Alex Colville, Cheval et train, 1954

Alex Colville, Horse and Train (Cheval et train), 1954
Tempera à la caséine sur panneau dur, 41,2 x 54,2 cm
Galerie d’art de Hamilton

Art Canada Institute,  Alex Colville, Study for Horse and Train, 1954
Alex Colville, Study for Horse and Train (Étude pour Cheval et train), 1954, encre noire sur papier, 27,2 x 16,6 cm, collection privée. Colville a inscrit une ligne du poème de Roy Campbell « Dedication to Mary Campbell » (1949) dans son dessin : « a dark horse against an armoured train (un cheval noir contre un train blindé). »

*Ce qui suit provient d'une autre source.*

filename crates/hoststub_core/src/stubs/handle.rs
//! Borrowed view of a host negotiation handle.

use crate::abi::{HandleHeader, StubTable};
use std::marker::PhantomData;
use std::ptr::{self, NonNull};

/// Host context borrowed for the duration of one negotiation.
///
/// The core never keeps a handle past the call it was passed to.
#[derive(Debug)]
pub struct HostHandle<'h> {
    raw: NonNull<HandleHeader>,
    _host: PhantomData<&'h HandleHeader>,
}

impl<'h> HostHandle<'h> {
    /// Wraps a raw handle; returns `None` for null.
    ///
    /// # Safety
    /// - A non-null `raw` must point at a live host object that begins with
    ///   `HandleHeader` and stays valid for `'h`.
    /// - A non-null `stub_table` must be readable up to and including
    ///   `StubTable::reporter`. When its magic equals `STUB_MAGIC` the whole
    ///   table, its hooks and every table handed back by the host registry
    ///   must follow the current layout and stay valid for `'h`.
    pub unsafe fn from_raw(raw: *mut HandleHeader) -> Option<Self> {
        NonNull::new(raw).map(|raw| Self {
            raw,
            _host: PhantomData,
        })
    }

    pub fn as_ptr(&self) -> *mut HandleHeader {
        self.raw.as_ptr()
    }

    /// Re-reads the table pointer from the host on every call.
    pub(crate) fn stub_table_ptr(&self) -> *const StubTable {
        // SAFETY: `from_raw` requires a live `HandleHeader` prefix.
        unsafe { ptr::addr_of!((*self.raw.as_ptr()).stub_table).read() }
    }
}
use std::path::PathBuf;

/// Errors raised while building a [`Recommender`](super::Recommender)
///
/// Query operations never fail; every variant here is a construction failure and no
/// instance is produced when one is returned.
#[derive(thiserror::Error, Debug)]
pub enum RecommenderError {
    #[error("Failed to open {table} table at {path}: {source}")]
    Open {
        table: &'static str,
        path: PathBuf,
        #[source]
        source: csv::Error,
    },

    #[error("Malformed {table} table: {source}")]
    Malformed {
        table: &'static str,
        #[source]
        source: csv::Error,
    },

    #[error("The {table} table is missing required column '{column}'")]
    MissingColumn {
        table: &'static str,
        column: &'static str,
    },

    #[error("Rating {rating} for user {user_id} / movie {movie_id} is outside [1, 5]")]
    RatingOutOfRange {
        user_id: i64,
        movie_id: i64,
        rating: f64,
    },

    #[error("Need at least 2 ratings to build a training split, got {0}")]
    InsufficientRatings(usize),

    #[error("Movie metadata produced an empty vocabulary")]
    EmptyVocabulary,
}

pub type RecommenderResult<T> = Result<T, RecommenderError>;
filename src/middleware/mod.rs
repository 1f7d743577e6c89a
pub mod request_id;

pub use request_id::{RequestId, REQUEST_ID_HEADER};
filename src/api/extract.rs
//! Request extractors that reject with [`AppError`] instead of axum's plain-text bodies

use axum::{
    extract::{FromRequest, FromRequestParts, Request},
    http::request::Parts,
};
use serde::de::DeserializeOwned;

use crate::error::AppError;

/// Path parameters, rejected as `InvalidInput`
#[derive(Debug)]
pub struct Path<T>(pub T);

#[axum::async_trait]
impl<T, S> FromRequestParts<S> for Path<T>
where
    T: DeserializeOwned + Send,
    S: Send + Sync,
{
    type Rejection = AppError;

    async fn from_request_parts(parts: &mut Parts, state: &S) -> Result<Self, Self::Rejection> {
        let axum::extract::Path(value) =
            axum::extract::Path::<T>::from_request_parts(parts, state).await?;
        Ok(Self(value))
    }
}

/// Query string, rejected as `InvalidInput`
#[derive(Debug)]
pub struct Query<T>(pub T);

#[axum::async_trait]
impl<T, S> FromRequestParts<S> for Query<T>
where
    T: DeserializeOwned,
    S: Send + Sync,
{
    type Rejection = AppError;

    async fn from_request_parts(parts: &mut Parts, state: &S) -> Result<Self, Self::Rejection> {
        let axum::extract::Query(value) =
            axum::extract::Query::<T>::from_request_parts(parts, state).await?;
        Ok(Self(value))
    }
}

/// JSON request body, rejected as `InvalidInput`
#[derive(Debug)]
pub struct JsonBody<T>(pub T);

#[axum::async_trait]
impl<T, S> FromRequest<S> for JsonBody<T>
where
    T: DeserializeOwned,
    S: Send + Sync,
{
    type Rejection = AppError;

    async fn from_request(req: Request, state: &S) -> Result<Self, Self::Rejection> {
        let axum::Json(value) = axum::Json::<T>::from_request(req, state).await?;
        Ok(Self(value))
    }
}

#[cfg(test)]
mod tests {
    use super::*;
    use axum::http::StatusCode;

    #[derive(Debug, serde::Deserialize)]
    struct Limit {
        n: Option<usize>,
    }

    #[tokio::test]
    async fn test_query_rejection_is_invalid_input() {
        let (mut parts, _) = axum::http::Request::builder()
            .uri("/api/recommendations/1?n=abc")
            .body(axum::body::Body::empty())
            .unwrap()
            .into_parts();

        let err = Query::<Limit>::from_request_parts(&mut parts, &())
            .await
            .unwrap_err();
        assert_eq!(err.status_code(), StatusCode::BAD_REQUEST);
        assert!(matches!(err, AppError::InvalidInput(_)));
    }

    #[tokio::test]
    async fn test_query_accepts_valid_limit() {
        let (mut parts, _) = axum::http::Request::builder()
            .uri("/api/recommendations/1?n=3")
            .body(axum::body::Body::empty())
            .unwrap()
            .into_parts();

        let Query(limit) = Query::<Limit>::from_request_parts(&mut parts, &())
            .await
            .unwrap();
        assert_eq!(limit.n, Some(3));
    }

    #[tokio::test]
    async fn test_malformed_json_is_invalid_input() {
        let req = axum::http::Request::builder()
            .method("POST")
            .uri("/api/users")
            .header("content-type", "application/json")
            .body(axum::body::Body::from("{not json"))
            .unwrap();

        let err = JsonBody::<serde_json::Value>::from_request(req, &())
            .await
            .unwrap_err();
        assert!(matches!(err, AppError::InvalidInput(_)));
    }
}
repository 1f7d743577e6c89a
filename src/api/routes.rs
use axum::{
    middleware,
    routing::{get, post},
    Router,
};
use tower_http::trace::TraceLayer;

use super::handlers;
use super::AppState;
use crate::middleware::request_id::{make_span_with_request_id, request_id_middleware};

/// Creates the main API router with all routes
pub fn create_router(state: AppState) -> Router {
    Router::new()
        .route("/health", get(handlers::health_check))
        .nest("/api", api_routes())
        .with_state(state)
        .layer(TraceLayer::new_for_http().make_span_with(make_span_with_request_id))
        // Outermost, so the id exists before the trace span is created
        .layer(middleware::from_fn(request_id_middleware))
}

/// Routes under /api
fn api_routes() -> Router<AppState> {
    Router::new()
        // TMDB proxy
        .route("/search", get(handlers::search_movie))
        .route("/recommend", get(handlers::recommend))
        // Local catalog
        .route("/recommendations/:user_id", get(handlers::user_recommendations))
        .route("/movies/search", get(handlers::search_catalog))
        .route("/movies/:movie_id/similar", get(handlers::similar_movies))
        // Accounts
        .route("/users", post(handlers::register_user))
        .route("/users/:username", get(handlers::get_user))
}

Cheval et train de Colville est l’une des images les plus reconnaissables de l’art canadien et incarne l’essence de la singularité de son œuvre. Les dualités contradictoires de la nature et de la machine, de l’ordre et du chaos, du monde éveillé et du monde des cauchemars sont toutes suggérées dans cette image simple, emblématique. Il est tentant de voir en ce petit tableau une réponse au surréalisme, avec ses juxtapositions discordantes, mais la genèse de Cheval et train se trouve plutôt dans un poème de l’auteur sud-africain Roy Campbell (1901-1957) :

 

Je méprise le pas de l’oie de leur attaque groupée
Et me bat avec ma guitare en bandoulière sur le dos,
Contre un régiment, j’oppose un cerveau
Et un cheval noir contre un train blindé.

 

Campbell fait le tour de l’Amérique du Nord en 1953, dont un arrêt à l’Université Mount Allison à Sackville, au Nouveau-Brunswick, pour une séance de lecture, et c’est là que Colville rencontre le poète. Un croquis daté de mars 1954, où figurent des dessins préparatoires pour Cheval et train, comporte ces lignes du poème, écrites de la main de Colville.

 

En 1954, Colville doit encore en arriver à déterminer le médium qu’il allait employer de manière systématique. Bien que certains tableaux de cette période soient à l’huile, la plupart sont à la tempera. Cette œuvre, à la tempera à la caséine, montre le style pointilliste, signature de Colville, avec sa surface composée de milliers de minuscules traits de couleur pure, quoique sourde. Le glacis sur la surface capte la lumière, créant un effet atmosphérique de profondeur dans une peinture entièrement dépourvue de texture de surface.

 

Le moment représenté est figé au moment où la tension est à son paroxysme. Le train amorce une courbe quelques secondes avant que sa lumière n’illumine le cheval noir. Ce moment est visiblement tiré de l’imagination de Colville — aucun cheval ne galoperait de son plein gré sur un chemin de fer, la surface de gravier entre les traverses en bois étant trop dangereuse.

 

Comme avec le poème de Campbell, cette image oppose un individu au poids mécanisé du progrès — une sombre perspective, comme le sait trop bien Colville marqué par son service militaire. Ses croquis de guerre montrent l’une des scènes les plus fréquentes sur le champ de bataille de la Seconde Guerre mondiale — les animaux utilisés par l’armée pour tirer les fournitures et l’artillerie, morts ou mourants, entassés les uns sur les autres, comme Dead Horse (Cheval mort), 1945. Désespéré ou non, Colville oppose dans cette œuvre la volonté de l’individu à la fatalité collective, historique et mécanique.

 

Art Canada Institute,  Alex Colville, Sketch Drawing, A Dead Horse, 1945
Alex Colville, Sketch Drawing, A Dead Horse (Esquisse, Un cheval mort), 1945, crayon de couleur sur papier, 27,4 x 35,8 cm, Collection Beaverbrook d’art militaire, Musée canadien de la guerre, Ottawa. Cette esquisse a été achevée près de Sonsbeck, Allemagne, le 7 mars 1945.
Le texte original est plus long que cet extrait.